Start of PROVIDED MATERIAL
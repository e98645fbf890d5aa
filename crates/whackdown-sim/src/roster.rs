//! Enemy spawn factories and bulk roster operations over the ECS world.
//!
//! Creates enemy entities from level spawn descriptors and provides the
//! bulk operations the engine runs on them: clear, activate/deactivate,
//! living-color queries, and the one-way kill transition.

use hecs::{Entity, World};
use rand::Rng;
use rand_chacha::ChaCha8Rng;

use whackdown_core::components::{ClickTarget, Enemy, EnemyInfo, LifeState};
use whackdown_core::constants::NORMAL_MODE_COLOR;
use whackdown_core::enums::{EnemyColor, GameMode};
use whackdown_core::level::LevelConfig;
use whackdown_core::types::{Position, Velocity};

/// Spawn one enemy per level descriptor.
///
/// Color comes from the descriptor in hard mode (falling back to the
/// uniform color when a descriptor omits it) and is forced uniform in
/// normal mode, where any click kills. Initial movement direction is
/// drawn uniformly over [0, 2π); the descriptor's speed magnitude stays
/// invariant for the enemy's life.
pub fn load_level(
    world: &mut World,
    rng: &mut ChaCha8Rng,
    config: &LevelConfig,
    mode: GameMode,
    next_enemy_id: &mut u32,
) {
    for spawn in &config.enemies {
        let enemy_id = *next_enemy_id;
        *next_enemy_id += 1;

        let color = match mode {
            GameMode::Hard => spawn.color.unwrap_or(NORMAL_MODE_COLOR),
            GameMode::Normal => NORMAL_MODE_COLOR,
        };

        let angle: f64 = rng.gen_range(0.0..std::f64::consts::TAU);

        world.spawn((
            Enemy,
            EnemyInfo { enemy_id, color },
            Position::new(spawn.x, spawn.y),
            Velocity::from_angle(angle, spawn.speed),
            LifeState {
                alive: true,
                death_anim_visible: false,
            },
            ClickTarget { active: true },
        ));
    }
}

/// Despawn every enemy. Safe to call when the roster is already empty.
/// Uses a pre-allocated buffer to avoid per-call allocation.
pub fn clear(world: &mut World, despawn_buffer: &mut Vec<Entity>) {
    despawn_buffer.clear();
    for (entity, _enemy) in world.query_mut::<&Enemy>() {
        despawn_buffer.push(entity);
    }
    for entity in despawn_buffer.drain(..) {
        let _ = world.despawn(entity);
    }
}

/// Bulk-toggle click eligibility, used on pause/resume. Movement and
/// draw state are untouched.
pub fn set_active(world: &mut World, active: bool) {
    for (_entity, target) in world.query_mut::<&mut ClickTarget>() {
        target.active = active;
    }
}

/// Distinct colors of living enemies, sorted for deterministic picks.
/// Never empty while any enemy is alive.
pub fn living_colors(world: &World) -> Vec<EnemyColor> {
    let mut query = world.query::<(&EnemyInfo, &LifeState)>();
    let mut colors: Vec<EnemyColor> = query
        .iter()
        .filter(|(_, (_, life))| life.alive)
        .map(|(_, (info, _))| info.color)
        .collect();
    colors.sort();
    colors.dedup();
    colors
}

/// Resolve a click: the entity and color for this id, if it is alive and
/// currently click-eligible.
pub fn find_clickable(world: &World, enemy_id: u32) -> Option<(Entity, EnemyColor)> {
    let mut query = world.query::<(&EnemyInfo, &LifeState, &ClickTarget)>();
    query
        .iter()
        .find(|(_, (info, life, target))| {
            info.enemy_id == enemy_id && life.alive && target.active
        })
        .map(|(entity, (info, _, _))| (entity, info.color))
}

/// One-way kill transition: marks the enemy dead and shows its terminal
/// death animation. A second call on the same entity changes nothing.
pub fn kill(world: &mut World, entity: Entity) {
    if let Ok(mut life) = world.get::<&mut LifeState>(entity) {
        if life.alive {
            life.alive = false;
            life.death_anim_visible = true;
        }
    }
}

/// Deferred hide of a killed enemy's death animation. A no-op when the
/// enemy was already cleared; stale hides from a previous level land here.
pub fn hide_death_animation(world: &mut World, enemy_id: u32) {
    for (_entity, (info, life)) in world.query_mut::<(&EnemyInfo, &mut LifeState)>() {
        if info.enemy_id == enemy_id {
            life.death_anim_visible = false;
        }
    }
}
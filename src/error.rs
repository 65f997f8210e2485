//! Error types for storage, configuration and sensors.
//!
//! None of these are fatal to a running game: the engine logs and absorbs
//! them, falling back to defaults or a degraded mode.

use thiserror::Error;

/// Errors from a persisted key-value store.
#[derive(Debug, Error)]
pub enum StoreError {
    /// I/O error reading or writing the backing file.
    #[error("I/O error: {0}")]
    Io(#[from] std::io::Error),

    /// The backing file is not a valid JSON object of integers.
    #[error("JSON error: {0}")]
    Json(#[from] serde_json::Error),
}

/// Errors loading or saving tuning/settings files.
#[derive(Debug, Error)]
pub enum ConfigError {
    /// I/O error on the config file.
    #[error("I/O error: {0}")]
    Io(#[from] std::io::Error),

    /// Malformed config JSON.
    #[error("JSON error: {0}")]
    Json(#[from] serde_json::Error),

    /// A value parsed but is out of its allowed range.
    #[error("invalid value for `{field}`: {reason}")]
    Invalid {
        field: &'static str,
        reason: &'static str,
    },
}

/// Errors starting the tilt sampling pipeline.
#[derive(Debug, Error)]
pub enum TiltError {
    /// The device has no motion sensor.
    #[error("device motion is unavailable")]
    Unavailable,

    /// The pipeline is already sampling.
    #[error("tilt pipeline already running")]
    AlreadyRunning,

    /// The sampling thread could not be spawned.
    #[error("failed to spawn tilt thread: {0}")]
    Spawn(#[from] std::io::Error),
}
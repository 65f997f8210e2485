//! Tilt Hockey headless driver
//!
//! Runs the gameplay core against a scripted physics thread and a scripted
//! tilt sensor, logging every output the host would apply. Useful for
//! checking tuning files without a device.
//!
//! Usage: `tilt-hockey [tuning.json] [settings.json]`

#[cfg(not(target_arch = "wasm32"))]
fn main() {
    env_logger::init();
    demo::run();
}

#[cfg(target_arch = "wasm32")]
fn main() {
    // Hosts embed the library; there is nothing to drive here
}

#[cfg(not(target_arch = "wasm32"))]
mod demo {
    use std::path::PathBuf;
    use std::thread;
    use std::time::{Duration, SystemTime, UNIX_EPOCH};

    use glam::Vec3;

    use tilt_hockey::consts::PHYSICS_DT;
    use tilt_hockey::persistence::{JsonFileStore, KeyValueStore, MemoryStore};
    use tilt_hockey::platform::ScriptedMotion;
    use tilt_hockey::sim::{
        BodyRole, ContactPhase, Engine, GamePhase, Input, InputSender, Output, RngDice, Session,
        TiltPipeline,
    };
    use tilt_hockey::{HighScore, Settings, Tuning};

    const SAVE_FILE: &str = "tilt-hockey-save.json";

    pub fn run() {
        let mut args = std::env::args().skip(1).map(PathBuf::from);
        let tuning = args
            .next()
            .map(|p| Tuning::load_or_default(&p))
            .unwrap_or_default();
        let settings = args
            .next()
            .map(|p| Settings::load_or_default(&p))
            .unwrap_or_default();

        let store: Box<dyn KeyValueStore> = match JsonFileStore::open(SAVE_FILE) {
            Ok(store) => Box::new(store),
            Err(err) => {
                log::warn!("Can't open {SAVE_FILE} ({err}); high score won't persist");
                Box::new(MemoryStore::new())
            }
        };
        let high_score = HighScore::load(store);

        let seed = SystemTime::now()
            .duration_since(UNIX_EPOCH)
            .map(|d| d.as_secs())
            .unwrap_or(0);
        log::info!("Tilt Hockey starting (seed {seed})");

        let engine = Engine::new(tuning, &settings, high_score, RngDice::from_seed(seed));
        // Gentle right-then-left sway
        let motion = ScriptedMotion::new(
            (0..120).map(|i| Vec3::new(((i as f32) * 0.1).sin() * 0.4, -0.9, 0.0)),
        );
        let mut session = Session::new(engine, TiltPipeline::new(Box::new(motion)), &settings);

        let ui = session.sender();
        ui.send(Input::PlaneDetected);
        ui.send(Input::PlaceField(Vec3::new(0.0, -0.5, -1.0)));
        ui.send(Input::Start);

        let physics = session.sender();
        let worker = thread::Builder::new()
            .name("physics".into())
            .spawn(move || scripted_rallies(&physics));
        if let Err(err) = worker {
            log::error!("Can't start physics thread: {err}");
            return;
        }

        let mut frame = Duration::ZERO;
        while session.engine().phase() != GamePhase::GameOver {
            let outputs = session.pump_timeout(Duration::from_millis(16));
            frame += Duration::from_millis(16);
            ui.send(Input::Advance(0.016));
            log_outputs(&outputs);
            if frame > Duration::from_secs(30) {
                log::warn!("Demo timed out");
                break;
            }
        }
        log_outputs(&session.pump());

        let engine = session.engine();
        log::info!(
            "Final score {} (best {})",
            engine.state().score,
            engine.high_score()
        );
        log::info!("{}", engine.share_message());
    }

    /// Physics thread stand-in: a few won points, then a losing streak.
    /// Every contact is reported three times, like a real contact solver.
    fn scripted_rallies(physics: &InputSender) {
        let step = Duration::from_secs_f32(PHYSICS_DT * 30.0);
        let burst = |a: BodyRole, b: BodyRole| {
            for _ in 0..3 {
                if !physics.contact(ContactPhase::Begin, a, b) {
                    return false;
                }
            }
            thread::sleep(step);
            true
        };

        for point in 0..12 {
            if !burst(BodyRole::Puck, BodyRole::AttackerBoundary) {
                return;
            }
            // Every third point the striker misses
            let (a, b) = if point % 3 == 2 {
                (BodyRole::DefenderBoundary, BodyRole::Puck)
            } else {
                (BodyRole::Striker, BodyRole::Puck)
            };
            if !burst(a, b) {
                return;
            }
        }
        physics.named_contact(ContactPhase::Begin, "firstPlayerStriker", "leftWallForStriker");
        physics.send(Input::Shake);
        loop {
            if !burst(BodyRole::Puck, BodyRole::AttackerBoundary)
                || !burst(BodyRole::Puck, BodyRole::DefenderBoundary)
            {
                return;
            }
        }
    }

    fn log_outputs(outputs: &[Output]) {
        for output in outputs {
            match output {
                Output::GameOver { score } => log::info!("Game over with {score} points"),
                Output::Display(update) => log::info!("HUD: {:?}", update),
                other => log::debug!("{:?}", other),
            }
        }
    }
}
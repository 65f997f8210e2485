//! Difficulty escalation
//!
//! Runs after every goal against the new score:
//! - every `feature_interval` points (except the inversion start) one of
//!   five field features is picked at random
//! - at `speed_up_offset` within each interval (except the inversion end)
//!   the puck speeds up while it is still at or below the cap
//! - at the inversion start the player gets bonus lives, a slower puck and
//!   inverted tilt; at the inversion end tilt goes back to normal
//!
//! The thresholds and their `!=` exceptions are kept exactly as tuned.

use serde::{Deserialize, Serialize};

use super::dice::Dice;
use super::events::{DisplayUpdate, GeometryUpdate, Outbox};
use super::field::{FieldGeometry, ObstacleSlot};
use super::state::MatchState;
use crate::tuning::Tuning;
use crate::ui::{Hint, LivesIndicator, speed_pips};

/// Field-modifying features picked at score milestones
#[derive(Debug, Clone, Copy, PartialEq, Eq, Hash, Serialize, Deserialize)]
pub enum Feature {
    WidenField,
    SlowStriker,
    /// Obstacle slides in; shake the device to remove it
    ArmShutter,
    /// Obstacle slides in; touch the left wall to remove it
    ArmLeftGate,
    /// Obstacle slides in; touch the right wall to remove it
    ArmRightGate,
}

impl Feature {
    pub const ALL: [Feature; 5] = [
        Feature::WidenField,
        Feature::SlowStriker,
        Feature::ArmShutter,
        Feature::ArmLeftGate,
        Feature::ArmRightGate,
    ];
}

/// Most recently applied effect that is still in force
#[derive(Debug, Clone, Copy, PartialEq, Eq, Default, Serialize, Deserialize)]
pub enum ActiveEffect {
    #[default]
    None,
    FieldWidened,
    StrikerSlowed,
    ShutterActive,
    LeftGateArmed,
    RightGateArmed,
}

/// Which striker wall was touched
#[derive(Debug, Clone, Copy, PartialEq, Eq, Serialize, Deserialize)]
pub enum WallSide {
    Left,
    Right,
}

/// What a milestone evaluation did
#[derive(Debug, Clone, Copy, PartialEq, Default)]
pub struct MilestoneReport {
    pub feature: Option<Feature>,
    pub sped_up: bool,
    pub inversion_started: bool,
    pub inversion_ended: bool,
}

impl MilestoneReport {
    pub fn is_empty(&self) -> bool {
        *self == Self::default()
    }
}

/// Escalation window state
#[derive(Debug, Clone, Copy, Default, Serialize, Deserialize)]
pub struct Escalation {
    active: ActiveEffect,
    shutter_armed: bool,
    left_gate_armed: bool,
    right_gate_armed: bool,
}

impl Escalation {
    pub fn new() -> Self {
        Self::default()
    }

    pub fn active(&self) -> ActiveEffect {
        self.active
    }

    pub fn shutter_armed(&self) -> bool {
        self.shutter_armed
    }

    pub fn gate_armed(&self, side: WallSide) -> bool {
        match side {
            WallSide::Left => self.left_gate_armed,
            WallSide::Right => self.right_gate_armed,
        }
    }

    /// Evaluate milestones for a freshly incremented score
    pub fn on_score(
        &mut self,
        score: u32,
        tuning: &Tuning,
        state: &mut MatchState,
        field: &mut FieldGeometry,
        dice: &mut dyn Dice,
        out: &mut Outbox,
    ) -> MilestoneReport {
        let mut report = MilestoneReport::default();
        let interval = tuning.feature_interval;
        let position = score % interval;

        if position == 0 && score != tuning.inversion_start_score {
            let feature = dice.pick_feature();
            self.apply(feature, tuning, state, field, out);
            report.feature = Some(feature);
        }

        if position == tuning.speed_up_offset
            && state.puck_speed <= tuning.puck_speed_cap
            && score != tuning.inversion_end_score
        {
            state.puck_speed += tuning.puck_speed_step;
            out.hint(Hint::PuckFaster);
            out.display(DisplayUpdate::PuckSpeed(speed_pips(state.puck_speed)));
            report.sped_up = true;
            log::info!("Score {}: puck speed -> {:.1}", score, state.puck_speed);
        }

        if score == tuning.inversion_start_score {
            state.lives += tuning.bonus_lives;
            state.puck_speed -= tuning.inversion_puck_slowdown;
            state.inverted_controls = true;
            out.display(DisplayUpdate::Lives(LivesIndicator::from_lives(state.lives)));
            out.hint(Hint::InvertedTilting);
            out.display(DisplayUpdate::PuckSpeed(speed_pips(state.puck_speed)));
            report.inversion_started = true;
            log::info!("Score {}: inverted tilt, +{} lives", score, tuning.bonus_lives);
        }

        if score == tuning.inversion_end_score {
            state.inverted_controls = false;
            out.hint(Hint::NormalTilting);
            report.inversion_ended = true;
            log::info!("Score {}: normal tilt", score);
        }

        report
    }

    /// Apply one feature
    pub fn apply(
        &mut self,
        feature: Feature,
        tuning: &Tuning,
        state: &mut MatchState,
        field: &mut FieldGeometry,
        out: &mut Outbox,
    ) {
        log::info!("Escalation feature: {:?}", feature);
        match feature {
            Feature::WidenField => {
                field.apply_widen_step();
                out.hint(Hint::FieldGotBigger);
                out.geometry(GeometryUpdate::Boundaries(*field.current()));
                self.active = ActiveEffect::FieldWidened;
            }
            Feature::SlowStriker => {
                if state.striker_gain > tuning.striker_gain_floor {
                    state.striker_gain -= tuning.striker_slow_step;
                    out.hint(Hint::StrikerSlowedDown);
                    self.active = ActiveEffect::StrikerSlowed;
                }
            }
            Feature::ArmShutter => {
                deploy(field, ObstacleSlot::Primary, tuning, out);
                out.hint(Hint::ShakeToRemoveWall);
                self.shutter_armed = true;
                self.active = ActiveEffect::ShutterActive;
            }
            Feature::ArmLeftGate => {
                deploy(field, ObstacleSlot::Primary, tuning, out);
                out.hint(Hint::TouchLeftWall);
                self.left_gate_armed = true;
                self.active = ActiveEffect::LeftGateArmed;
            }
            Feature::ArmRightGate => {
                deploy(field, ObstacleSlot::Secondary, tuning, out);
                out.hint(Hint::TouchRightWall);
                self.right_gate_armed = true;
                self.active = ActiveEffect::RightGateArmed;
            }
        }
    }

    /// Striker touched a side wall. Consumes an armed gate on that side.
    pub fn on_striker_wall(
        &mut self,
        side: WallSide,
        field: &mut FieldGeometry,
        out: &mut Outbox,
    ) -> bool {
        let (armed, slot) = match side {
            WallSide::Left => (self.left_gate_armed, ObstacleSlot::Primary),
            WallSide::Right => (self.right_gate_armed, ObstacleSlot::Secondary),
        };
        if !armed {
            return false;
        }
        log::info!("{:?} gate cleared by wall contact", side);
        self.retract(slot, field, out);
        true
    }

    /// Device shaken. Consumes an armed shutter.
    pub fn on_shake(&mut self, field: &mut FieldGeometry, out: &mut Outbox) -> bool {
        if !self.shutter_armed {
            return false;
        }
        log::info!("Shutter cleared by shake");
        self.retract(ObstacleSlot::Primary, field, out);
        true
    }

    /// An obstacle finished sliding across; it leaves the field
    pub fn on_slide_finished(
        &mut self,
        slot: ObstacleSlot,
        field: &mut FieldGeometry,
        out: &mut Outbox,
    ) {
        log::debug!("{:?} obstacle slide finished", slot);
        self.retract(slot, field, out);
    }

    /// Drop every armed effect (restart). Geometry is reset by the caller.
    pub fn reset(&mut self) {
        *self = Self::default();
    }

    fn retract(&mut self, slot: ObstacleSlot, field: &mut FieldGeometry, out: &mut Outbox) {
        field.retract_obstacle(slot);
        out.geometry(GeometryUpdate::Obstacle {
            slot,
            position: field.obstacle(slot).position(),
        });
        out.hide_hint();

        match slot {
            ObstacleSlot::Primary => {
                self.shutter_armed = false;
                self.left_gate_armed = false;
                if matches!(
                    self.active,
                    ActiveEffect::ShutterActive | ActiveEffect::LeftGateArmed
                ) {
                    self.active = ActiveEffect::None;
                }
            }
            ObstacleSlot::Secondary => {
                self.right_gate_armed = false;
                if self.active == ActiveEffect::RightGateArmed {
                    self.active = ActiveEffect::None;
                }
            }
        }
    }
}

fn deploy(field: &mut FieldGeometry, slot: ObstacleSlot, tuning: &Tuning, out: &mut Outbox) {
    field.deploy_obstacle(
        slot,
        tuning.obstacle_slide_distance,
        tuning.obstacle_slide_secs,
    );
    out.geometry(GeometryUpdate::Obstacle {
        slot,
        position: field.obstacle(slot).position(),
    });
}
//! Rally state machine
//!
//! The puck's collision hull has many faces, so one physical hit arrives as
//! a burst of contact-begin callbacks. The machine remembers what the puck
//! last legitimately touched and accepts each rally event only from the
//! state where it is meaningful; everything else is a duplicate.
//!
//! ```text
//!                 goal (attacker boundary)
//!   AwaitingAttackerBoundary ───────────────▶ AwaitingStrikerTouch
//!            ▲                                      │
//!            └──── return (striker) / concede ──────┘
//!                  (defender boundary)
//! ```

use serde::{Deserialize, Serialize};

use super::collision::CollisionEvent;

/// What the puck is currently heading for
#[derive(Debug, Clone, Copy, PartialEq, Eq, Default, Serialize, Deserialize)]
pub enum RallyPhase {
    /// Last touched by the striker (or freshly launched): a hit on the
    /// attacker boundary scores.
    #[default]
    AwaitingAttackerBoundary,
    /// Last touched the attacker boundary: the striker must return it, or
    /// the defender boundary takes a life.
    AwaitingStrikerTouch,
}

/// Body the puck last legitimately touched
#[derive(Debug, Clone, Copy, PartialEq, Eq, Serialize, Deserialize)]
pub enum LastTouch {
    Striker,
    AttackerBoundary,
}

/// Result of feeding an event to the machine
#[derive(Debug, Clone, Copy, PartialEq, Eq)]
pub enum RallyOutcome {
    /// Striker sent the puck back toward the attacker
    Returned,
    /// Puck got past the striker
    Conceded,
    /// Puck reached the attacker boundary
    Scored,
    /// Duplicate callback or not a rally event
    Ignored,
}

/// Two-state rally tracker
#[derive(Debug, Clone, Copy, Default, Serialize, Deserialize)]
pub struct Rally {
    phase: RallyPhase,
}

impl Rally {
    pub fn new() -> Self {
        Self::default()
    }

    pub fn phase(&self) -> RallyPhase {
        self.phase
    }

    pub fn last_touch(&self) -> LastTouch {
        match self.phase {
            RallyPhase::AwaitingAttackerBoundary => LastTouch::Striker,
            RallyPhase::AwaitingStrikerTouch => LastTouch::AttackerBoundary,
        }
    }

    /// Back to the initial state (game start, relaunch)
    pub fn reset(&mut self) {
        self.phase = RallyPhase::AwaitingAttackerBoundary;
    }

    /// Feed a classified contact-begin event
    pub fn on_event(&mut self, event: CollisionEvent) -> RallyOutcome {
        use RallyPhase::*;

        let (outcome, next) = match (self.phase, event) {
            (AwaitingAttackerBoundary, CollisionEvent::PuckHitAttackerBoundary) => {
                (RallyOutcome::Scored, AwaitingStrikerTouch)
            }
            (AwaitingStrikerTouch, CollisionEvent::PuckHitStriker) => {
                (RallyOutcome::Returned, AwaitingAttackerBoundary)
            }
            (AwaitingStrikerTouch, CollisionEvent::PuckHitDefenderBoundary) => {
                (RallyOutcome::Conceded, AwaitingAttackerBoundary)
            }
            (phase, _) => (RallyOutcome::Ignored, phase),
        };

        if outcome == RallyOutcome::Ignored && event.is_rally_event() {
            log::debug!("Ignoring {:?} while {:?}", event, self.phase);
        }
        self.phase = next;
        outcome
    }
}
End of PROVIDED MATERIAL
# [TASK ITEM]
Word for word, repeat the data from its first line through the line with "the enemy's life.", including both of those lines and no others.

# [WRITTEN ANSWER]
repository e98645fbf890d5aa
filename crates/whackdown-sim/src/roster.rs
//! Enemy spawn factories and bulk roster operations over the ECS world.
//!
//! Creates enemy entities from level spawn descriptors and provides the
//! bulk operations the engine runs on them: clear, activate/deactivate,
//! living-color queries, and the one-way kill transition.

use hecs::{Entity, World};
use rand::Rng;
use rand_chacha::ChaCha8Rng;

use whackdown_core::components::{ClickTarget, Enemy, EnemyInfo, LifeState};
use whackdown_core::constants::NORMAL_MODE_COLOR;
use whackdown_core::enums::{EnemyColor, GameMode};
use whackdown_core::level::LevelConfig;
use whackdown_core::types::{Position, Velocity};

/// Spawn one enemy per level descriptor.
///
/// Color comes from the descriptor in hard mode (falling back to the
/// uniform color when a descriptor omits it) and is forced uniform in
/// normal mode, where any click kills. Initial movement direction is
/// drawn uniformly over [0, 2π); the descriptor's speed magnitude stays
/// invariant for the enemy's life.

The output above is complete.